(Saved entries)
▼▼▼
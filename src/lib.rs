//! # Track Layers
//!
//! Derive renderable map layers from GPS tracks.
//!
//! Given a track (ordered longitude/latitude/elevation points plus optional per-point
//! heart-rate samples), this library produces SDK-agnostic records for a 3D map renderer:
//! - The full-resolution path
//! - Decimated two-point segments carrying an averaged heart rate
//! - Start and end points
//! - An optional "wall" ribbon hanging below the track for emphasis
//! - Elevation profile data
//!
//! ## Features
//!
//! - **`geojson`** (default) - Read togeojson documents, write layers as GeoJSON
//! - **`parallel`** - Derive layers for many tracks at once with rayon
//! - **`http`** - Fetch track documents over HTTP
//! - **`ffi`** - Enable FFI bindings for mobile platforms (iOS/Android)
//! - **`full`** - Enable all features
//!
//! ## Quick Start
//!
//! ```rust
//! use track_layers::{TrackPoint, Track, PipelineConfig, RenderMode, derive_layers};
//!
//! let points = vec![
//!     TrackPoint::new(8.6196, 47.4551, 410.0),
//!     TrackPoint::new(8.6210, 47.4560, 415.0),
//!     TrackPoint::new(8.6225, 47.4571, 423.0),
//!     TrackPoint::new(8.6240, 47.4580, 431.0),
//!     TrackPoint::new(8.6252, 47.4592, 436.0),
//! ];
//! let heart_rate = vec![120.0, 124.0, 131.0, 138.0, 142.0];
//!
//! let track = Track::new(points, Some(heart_rate)).unwrap();
//! let config = PipelineConfig { render_mode: RenderMode::WallProjection, ..PipelineConfig::default() };
//!
//! let layers = derive_layers(&track, &config).unwrap();
//! assert_eq!(layers.heart_rate_segments.as_ref().map(Vec::len), Some(2));
//! assert!(layers.wall.is_some());
//! ```

use log::debug;

pub mod error;
pub use error::{Result, TrackError};

pub mod geo_utils;

// Elevation profile series and summary statistics
pub mod profile;
pub use profile::{ElevationProfile, ProfileSample};

// Nearest-segment lookup for click handling
pub mod pick;
pub use pick::SegmentIndex;

// GeoJSON input/output boundary
#[cfg(feature = "geojson")]
pub mod geojson;

#[cfg(feature = "geojson")]
pub use geojson::LayerCollections;

// HTTP module for track fetching
#[cfg(feature = "http")]
pub mod http;

#[cfg(feature = "http")]
pub use http::TrackFetcher;

#[cfg(feature = "ffi")]
uniffi::setup_scaffolding!();

/// Initialize logging for Android (only used in FFI)
#[cfg(all(feature = "ffi", target_os = "android"))]
fn init_logging() {
    use android_logger::Config;
    use log::LevelFilter;

    android_logger::init_once(
        Config::default()
            .with_max_level(LevelFilter::Debug)
            .with_tag("TrackLayersRust")
    );
}

#[cfg(all(feature = "ffi", not(target_os = "android")))]
fn init_logging() {
    // No-op on non-Android platforms
}

// ============================================================================
// Core Types
// ============================================================================

/// A 3D track sample: WGS84 longitude/latitude in degrees and elevation in meters.
///
/// Field order follows GeoJSON positions (`[lon, lat, ele]`).
///
/// # Example
/// ```
/// use track_layers::TrackPoint;
/// let point = TrackPoint::new(9.7908, 46.3151, 2100.0); // Engadin
/// assert!(point.is_valid());
/// ```
#[derive(Debug, Clone, Copy, PartialEq)]
#[cfg_attr(feature = "ffi", derive(uniffi::Record))]
pub struct TrackPoint {
    pub longitude: f64,
    pub latitude: f64,
    pub elevation: f64,
}

impl TrackPoint {
    /// Create a new track point.
    pub fn new(longitude: f64, latitude: f64, elevation: f64) -> Self {
        Self { longitude, latitude, elevation }
    }

    /// Check if the point has valid coordinates.
    pub fn is_valid(&self) -> bool {
        self.latitude.is_finite()
            && self.longitude.is_finite()
            && self.elevation.is_finite()
            && self.latitude >= -90.0
            && self.latitude <= 90.0
            && self.longitude >= -180.0
            && self.longitude <= 180.0
    }

    /// The same horizontal position moved down by `height` meters.
    #[inline]
    pub fn lowered(&self, height: f64) -> Self {
        Self { elevation: self.elevation - height, ..*self }
    }
}

/// An ordered track with an optional parallel heart-rate series.
///
/// When heart-rate data is present, sample `i` belongs to point `i` and the series is
/// exactly as long as the track; [`Track::new`] refuses anything else.
#[derive(Debug, Clone, PartialEq)]
pub struct Track {
    points: Vec<TrackPoint>,
    heart_rate: Option<Vec<f64>>,
}

impl Track {
    /// Create a track, validating heart-rate alignment.
    ///
    /// # Example
    /// ```
    /// use track_layers::{Track, TrackPoint, TrackError};
    ///
    /// let points = vec![TrackPoint::new(8.0, 47.0, 400.0), TrackPoint::new(8.1, 47.1, 420.0)];
    /// assert!(Track::new(points.clone(), Some(vec![120.0, 125.0])).is_ok());
    ///
    /// let err = Track::new(points, Some(vec![120.0])).unwrap_err();
    /// assert_eq!(err, TrackError::LengthMismatch { points: 2, heart_rate: 1 });
    /// ```
    pub fn new(points: Vec<TrackPoint>, heart_rate: Option<Vec<f64>>) -> Result<Self> {
        if let Some(ref hr) = heart_rate {
            error::check_heart_rate_len(points.len(), hr.len())?;
        }
        Ok(Self { points, heart_rate })
    }

    /// Create a track without sensor data.
    pub fn from_points(points: Vec<TrackPoint>) -> Self {
        Self { points, heart_rate: None }
    }

    pub fn points(&self) -> &[TrackPoint] {
        &self.points
    }

    pub fn heart_rate(&self) -> Option<&[f64]> {
        self.heart_rate.as_deref()
    }

    pub fn len(&self) -> usize {
        self.points.len()
    }

    pub fn is_empty(&self) -> bool {
        self.points.is_empty()
    }

    /// Horizontal length of the track in meters.
    pub fn length(&self) -> f64 {
        geo_utils::polyline_length(&self.points)
    }

    /// Distance/elevation series for the profile chart.
    pub fn elevation_profile(&self) -> Option<ElevationProfile> {
        ElevationProfile::from_points(&self.points)
    }
}

/// A two-point sub-section of a track, used for per-section styling such as heart-rate color.
#[derive(Debug, Clone, Copy, PartialEq)]
#[cfg_attr(feature = "ffi", derive(uniffi::Record))]
pub struct Segment {
    /// Index of the left endpoint in the source track (not a dense numbering)
    pub id: u32,
    pub start: TrackPoint,
    pub end: TrackPoint,
    /// Mean of the two endpoints' heart-rate samples, when the track has them
    pub avg_heart_rate: Option<f64>,
}

/// Which end of the track an [`Endpoint`] marks.
#[derive(Debug, Clone, Copy, PartialEq, Eq, Hash)]
#[cfg_attr(feature = "ffi", derive(uniffi::Enum))]
pub enum EndpointKind {
    Start,
    End,
}

impl EndpointKind {
    /// Attribute value used for this kind in rendered layers.
    pub fn as_str(&self) -> &'static str {
        match self {
            EndpointKind::Start => "start",
            EndpointKind::End => "end",
        }
    }
}

impl std::fmt::Display for EndpointKind {
    fn fmt(&self, f: &mut std::fmt::Formatter<'_>) -> std::fmt::Result {
        f.write_str(self.as_str())
    }
}

/// Start or arrival marker of a track.
#[derive(Debug, Clone, Copy, PartialEq)]
#[cfg_attr(feature = "ffi", derive(uniffi::Record))]
pub struct Endpoint {
    pub kind: EndpointKind,
    pub point: TrackPoint,
}

/// Vertical ribbon hanging below a track.
///
/// `top[i]` is track point `i`; `bottom[i]` sits at the same longitude/latitude,
/// `height` meters lower.
#[derive(Debug, Clone, PartialEq)]
#[cfg_attr(feature = "ffi", derive(uniffi::Record))]
pub struct WallGeometry {
    pub top: Vec<TrackPoint>,
    pub bottom: Vec<TrackPoint>,
    pub height: f64,
}

impl WallGeometry {
    /// One quad per consecutive pair of track points, wound
    /// `[top[i], top[i+1], bottom[i+1], bottom[i]]`.
    pub fn faces(&self) -> impl Iterator<Item = [TrackPoint; 4]> + '_ {
        self.top
            .windows(2)
            .zip(self.bottom.windows(2))
            .map(|(t, b)| [t[0], t[1], b[1], b[0]])
    }
}

/// Which geometry variant to hand to the renderer.
#[derive(Debug, Clone, Copy, PartialEq, Eq, Default)]
#[cfg_attr(feature = "ffi", derive(uniffi::Enum))]
pub enum RenderMode {
    /// Plain line along the track
    #[default]
    Simple,
    /// Line plus a translucent wall extruded downward
    WallProjection,
}

impl RenderMode {
    /// Map the "enable wall projection" checkbox state to a mode.
    pub fn from_wall_projection(enabled: bool) -> Self {
        if enabled {
            RenderMode::WallProjection
        } else {
            RenderMode::Simple
        }
    }

    pub fn has_wall(&self) -> bool {
        matches!(self, RenderMode::WallProjection)
    }
}
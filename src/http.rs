//! HTTP client for track documents.
//!
//! Fetches togeojson documents and parses them into [`Track`]s:
//! - Connection pooling shared across requests
//! - Concurrent fetching with bounded concurrency
//! - Automatic retry with exponential backoff on connection errors and 429

use std::time::{Duration, Instant};

use futures::stream::{self, StreamExt};
use log::{debug, info, warn};
use reqwest::{Client, StatusCode};

use crate::{Result, Track, TrackError};

const MAX_CONCURRENCY: usize = 8;
const MAX_RETRIES: u32 = 3;

/// Backoff before retry number `attempt` (1-based): 400ms, 800ms, 1.6s.
fn retry_delay(attempt: u32) -> Duration {
    Duration::from_millis(200 * (1 << attempt.min(4)))
}

/// Connection and timeout failures may succeed on retry; anything else (bad URL,
/// builder errors, redirect loops) will not.
fn is_transient(e: &reqwest::Error) -> bool {
    !e.is_builder() && (e.is_connect() || e.is_timeout())
}

/// Fetches and parses track documents.
pub struct TrackFetcher {
    client: Client,
}

impl TrackFetcher {
    pub fn new() -> Result<Self> {
        let client = Client::builder()
            .pool_max_idle_per_host(MAX_CONCURRENCY)
            .pool_idle_timeout(Duration::from_secs(60))
            .timeout(Duration::from_secs(30))
            .build()
            .map_err(|e| TrackError::Fetch(format!("Failed to create HTTP client: {}", e)))?;

        Ok(Self { client })
    }

    /// Download one togeojson document and parse it.
    ///
    /// Connection errors, timeouts and 429 responses are retried up to `MAX_RETRIES` times; any
    /// other non-success status fails straight away.
    pub async fn fetch_track(&self, url: &str) -> Result<Track> {
        let mut retries = 0;
        let req_start = Instant::now();

        loop {
            match self.client.get(url).send().await {
                Ok(resp) => {
                    let status = resp.status();

                    if status == StatusCode::TOO_MANY_REQUESTS && retries < MAX_RETRIES {
                        retries += 1;
                        let wait = retry_delay(retries);
                        warn!("[Fetch {}] 429 Too Many Requests, retry {} with {:?} backoff", url, retries, wait);
                        tokio::time::sleep(wait).await;
                        continue;
                    }

                    if !status.is_success() {
                        return Err(TrackError::Fetch(format!("HTTP {} for {}", status, url)));
                    }

                    let bytes = resp
                        .bytes()
                        .await
                        .map_err(|e| TrackError::Fetch(format!("Body download error: {}", e)))?;

                    let track = Track::from_geojson_slice(&bytes)?;

                    info!(
                        "[Fetch {}] {:.1}KB, {} points, heart rate: {}, in {:?}",
                        url,
                        bytes.len() as f64 / 1024.0,
                        track.len(),
                        track.heart_rate().is_some(),
                        req_start.elapsed()
                    );

                    return Ok(track);
                }
                Err(e) => {
                    if !is_transient(&e) {
                        return Err(TrackError::Fetch(format!("Request error: {}", e)));
                    }

                    retries += 1;
                    if retries > MAX_RETRIES {
                        return Err(TrackError::Fetch(format!("Request error: {}", e)));
                    }

                    let wait = retry_delay(retries);
                    warn!("[Fetch {}] Error: {}, retry {} after {:?}", url, e, retries, wait);
                    tokio::time::sleep(wait).await;
                }
            }
        }
    }

    /// Fetch several tracks concurrently. Results keep the order of `urls`.
    pub async fn fetch_tracks(&self, urls: Vec<String>) -> Vec<Result<Track>> {
        let total = urls.len();
        let start = Instant::now();
        debug!("[TrackFetcher] Fetching {} tracks (max concurrent: {})", total, MAX_CONCURRENCY);

        let results: Vec<Result<Track>> = stream::iter(urls)
            .map(|url| async move { self.fetch_track(&url).await })
            .buffered(MAX_CONCURRENCY)
            .collect()
            .await;

        let success_count = results.iter().filter(|r| r.is_ok()).count();
        info!(
            "[TrackFetcher] DONE: {}/{} tracks in {:.2}s",
            success_count,
            total,
            start.elapsed().as_secs_f64()
        );

        results
    }
}

/// Synchronous wrapper for FFI - runs the async code on a tokio runtime
#[cfg(feature = "ffi")]
pub fn fetch_track_sync(url: &str) -> Result<Track> {
    use tokio::runtime::Builder;

    let rt = Builder::new_current_thread()
        .enable_all()
        .build()
        .map_err(|e| TrackError::Fetch(format!("Runtime error: {}", e)))?;

    let fetcher = TrackFetcher::new()?;
    rt.block_on(fetcher.fetch_track(url))
}

#[cfg(test)]
mod tests {
    use super::*;

    #[test]
    fn test_retry_delay_doubles() {
        assert_eq!(retry_delay(1), Duration::from_millis(400));
        assert_eq!(retry_delay(2), Duration::from_millis(800));
        assert_eq!(retry_delay(3), Duration::from_millis(1600));
        // Capped
        assert_eq!(retry_delay(10), retry_delay(4));
    }

    #[tokio::test]
    async fn test_unreachable_host_fails() {
        let fetcher = TrackFetcher::new().unwrap();
        // Nothing listens on the discard port
        let result = fetcher.fetch_track("http://127.0.0.1:9/track.geojson").await;
        assert!(matches!(result, Err(TrackError::Fetch(_))));
    }

    #[tokio::test]
    async fn test_fetch_tracks_keeps_order() {
        let fetcher = TrackFetcher::new().unwrap();
        let urls = vec![
            "http://127.0.0.1:9/a.geojson".to_string(),
            "not a url".to_string(),
        ];
        let results = fetcher.fetch_tracks(urls).await;
        assert_eq!(results.len(), 2);
        assert!(results.iter().all(|r| matches!(r, Err(TrackError::Fetch(_)))));
    }

    #[tokio::test]
    async fn test_invalid_url_fails_without_retry() {
        let fetcher = TrackFetcher::new().unwrap();
        let start = Instant::now();
        let result = fetcher.fetch_track("not a url").await;
        assert!(matches!(result, Err(TrackError::Fetch(_))));
        // First backoff alone would be 400ms
        assert!(start.elapsed() < Duration::from_millis(300), "took {:?}", start.elapsed());
    }
}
▲▲▲
Exercise requirements:
Locate the lines above that contain "longitude" and copy them.

Solution for this problem:
//! Given a track (ordered longitude/latitude/elevation points plus optional per-point
/// A 3D track sample: WGS84 longitude/latitude in degrees and elevation in meters.
    pub longitude: f64,
    pub fn new(longitude: f64, latitude: f64, elevation: f64) -> Self {
        Self { longitude, latitude, elevation }
            && self.longitude.is_finite()
            && self.longitude >= -180.0
            && self.longitude <= 180.0
/// `top[i]` is track point `i`; `bottom[i]` sits at the same longitude/latitude,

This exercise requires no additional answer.